Analysis and comparison of advantages and disadvantages of 4 common branch modes

Introduction: The essence of team R&D is not that the larger the team size, the higher the R&D efficiency. We thought that the larger the team size, the higher the R&D efficiency, and the more things that can be done, but we found that the entire R&D efficiency will decline if the team size is large to a certain extent, even very fast. Why is our team getting bigger and bigger and our releases getting slower and slower?
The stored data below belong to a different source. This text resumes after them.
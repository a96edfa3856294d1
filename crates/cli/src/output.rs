//! Output formatting utilities

use clap::ValueEnum;
use colored::Colorize;
use scaler_lib::{
    ActuationOutcome, CapacityPlan, MetricsSnapshot, ScalingDecision, UtilizationSample,
};
use serde::{Deserialize, Serialize};
use tabled::{settings::Style, Table, Tabled};

/// Output format for CLI commands
#[derive(Debug, Clone, Copy, Default, PartialEq, Eq, ValueEnum, Serialize, Deserialize)]
#[serde(rename_all = "lowercase")]
pub enum OutputFormat {
    /// Table format (default)
    #[default]
    Table,
    /// JSON format
    Json,
}

/// Print any serializable value as pretty JSON
pub fn print_json<T: Serialize>(value: &T) -> anyhow::Result<()> {
    println!("{}", serde_json::to_string_pretty(value)?);
    Ok(())
}

#[derive(Tabled)]
struct MetricRow {
    #[tabled(rename = "Metric")]
    metric: &'static str,
    #[tabled(rename = "Value")]
    value: String,
}

/// Print the request metrics of one batch of log blobs
pub fn print_metrics(metrics: &MetricsSnapshot, blobs_read: usize) {
    println!("{}", "Log Metrics".bold());

    let mut rows = vec![
        MetricRow {
            metric: "Blobs read",
            value: blobs_read.to_string(),
        },
        MetricRow {
            metric: "Total requests",
            value: metrics.total_requests.to_string(),
        },
        MetricRow {
            metric: "Errors",
            value: metrics.error_count.to_string(),
        },
        MetricRow {
            metric: "Slow responses",
            value: metrics.slow_response_count.to_string(),
        },
        MetricRow {
            metric: "Avg response time",
            value: format!("{:.2}ms", metrics.average_response_time_ms),
        },
    ];

    if let (Some(error_rate), Some(slow_rate)) = (metrics.error_rate(), metrics.slow_rate()) {
        rows.push(MetricRow {
            metric: "Error rate",
            value: format_percent(error_rate),
        });
        rows.push(MetricRow {
            metric: "Slow rate",
            value: format_percent(slow_rate),
        });
    }

    println!("{}", Table::new(rows).with(Style::rounded()));
}

#[derive(Tabled)]
struct UtilizationRow {
    #[tabled(rename = "Resource")]
    resource: String,
    #[tabled(rename = "CPU")]
    cpu: String,
}

/// Print per-resource CPU utilization and its mean
pub fn print_utilization(samples: &[UtilizationSample], mean: Option<f64>) {
    if samples.is_empty() {
        print_info("No CPU utilization supplied; CPU rule skipped");
        return;
    }

    let rows: Vec<UtilizationRow> = samples
        .iter()
        .map(|s| UtilizationRow {
            resource: s.resource_id.clone(),
            cpu: format_percent(s.cpu_utilization_percent),
        })
        .collect();

    println!("{}", "CPU Utilization".bold());
    println!("{}", Table::new(rows).with(Style::rounded()));
    if let Some(mean) = mean {
        println!("Mean CPU: {}", format_percent(mean).cyan());
    }
}

/// Print a scaling decision and the reasons behind it
pub fn print_decision(decision: &ScalingDecision) {
    println!("Decision: {}", color_decision(decision));
    for reason in decision.reasons() {
        println!("  - {}", reason);
    }
}

/// Print a capacity plan
pub fn print_plan(plan: &CapacityPlan) {
    match plan {
        CapacityPlan::Change { from, to } => {
            print_success(&format!("Desired capacity {} -> {}", from, to));
        }
        CapacityPlan::NoAction { current, reason } => {
            print_info(&format!("No change at capacity {}: {}", current, reason));
        }
    }
}

/// Print what happened at the capacity update step
pub fn print_actuation(outcome: &ActuationOutcome) {
    match outcome {
        ActuationOutcome::Skipped => print_info("Fleet not contacted; capacity is adequate"),
        ActuationOutcome::NoAction { plan } => print_plan(plan),
        ActuationOutcome::DryRun { plan } => {
            print_warning("Dry run; no capacity was written");
            print_plan(plan);
        }
        ActuationOutcome::Applied { plan } => print_plan(plan),
        ActuationOutcome::Failed { error } => print_error(&format!("Capacity update failed: {}", error)),
    }
}

/// Print a success message
pub fn print_success(message: &str) {
    println!("{} {}", "✓".green().bold(), message);
}

/// Print an error message
pub fn print_error(message: &str) {
    eprintln!("{} {}", "✗".red().bold(), message);
}

/// Print a warning message
pub fn print_warning(message: &str) {
    println!("{} {}", "⚠".yellow().bold(), message);
}

/// Print an info message
pub fn print_info(message: &str) {
    println!("{} {}", "ℹ".blue().bold(), message);
}

/// Format a percentage with two decimals
pub fn format_percent(value: f64) -> String {
    format!("{:.2}%", value)
}

/// Color a decision by direction
pub fn color_decision(decision: &ScalingDecision) -> String {
    let label = decision.to_string();
    match decision {
        ScalingDecision::ScaleUp { .. } => label.red().bold().to_string(),
        ScalingDecision::ScaleDown { .. } => label.yellow().bold().to_string(),
        ScalingDecision::Maintain => label.green().to_string(),
    }
}

#[cfg(test)]
mod tests {
    use super::*;

    #[test]
    fn test_format_percent() {
        assert_eq!(format_percent(12.345), "12.35%");
        assert_eq!(format_percent(0.0), "0.00%");
    }

    #[test]
    fn test_color_decision_keeps_label() {
        colored::control::set_override(false);
        assert_eq!(color_decision(&ScalingDecision::Maintain), "maintain");
    }
}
【4 common branch modes】The essence of team development

We once came into contact with a company that had only 8 people at the beginning. At that time, one or two versions could be sent out every month, and customers could use it, because they were doing the information management HIS system of the hospital. They feel they are doing well. Later, the team developed rapidly, and the scale reached about 80 people, but no version was released for half a year. This caused the implementation team to be embarrassed to meet the customer, because the customer said that the requirements for half a year could not be issued.
At this time, the paradox comes: we thought that the larger the team size, the higher the R&D efficiency and the more things that can be done, but we found that when the team size is large to a certain extent, the overall R&D efficiency will drop, or even drop. very fast.

From the perspective of a team, because of the large number of people, collaboration is getting slower and slower, and the cost of collaboration is getting higher and higher. We found that the R&D model of the team, the more people there are, the more problems there will be, because there are more conflicts and more waiting. The conflict here refers to the conflict in the process of code integration and release, and the waiting is also the waiting of the code for each other in the process of integration and development.

【4 common branch modes】The following are two specific scenarios.

Suppose there are two programmers A and B working together. At the beginning, A submits the work to the online successfully every time, and then B submits a version, which causes the compilation to fail. At this time, A cannot submit, because the submission will hang, and it will wait for B to fix the problem before submitting. At this time, A's submission conflicts with B's work.
In the second case, multiple branches are merged into the same branch. FeatureA is merged into the trunk first, and FeatureB is a little later and found that it cannot be merged because the baseline is different. At this time, the code conflict must be resolved before it can be merged.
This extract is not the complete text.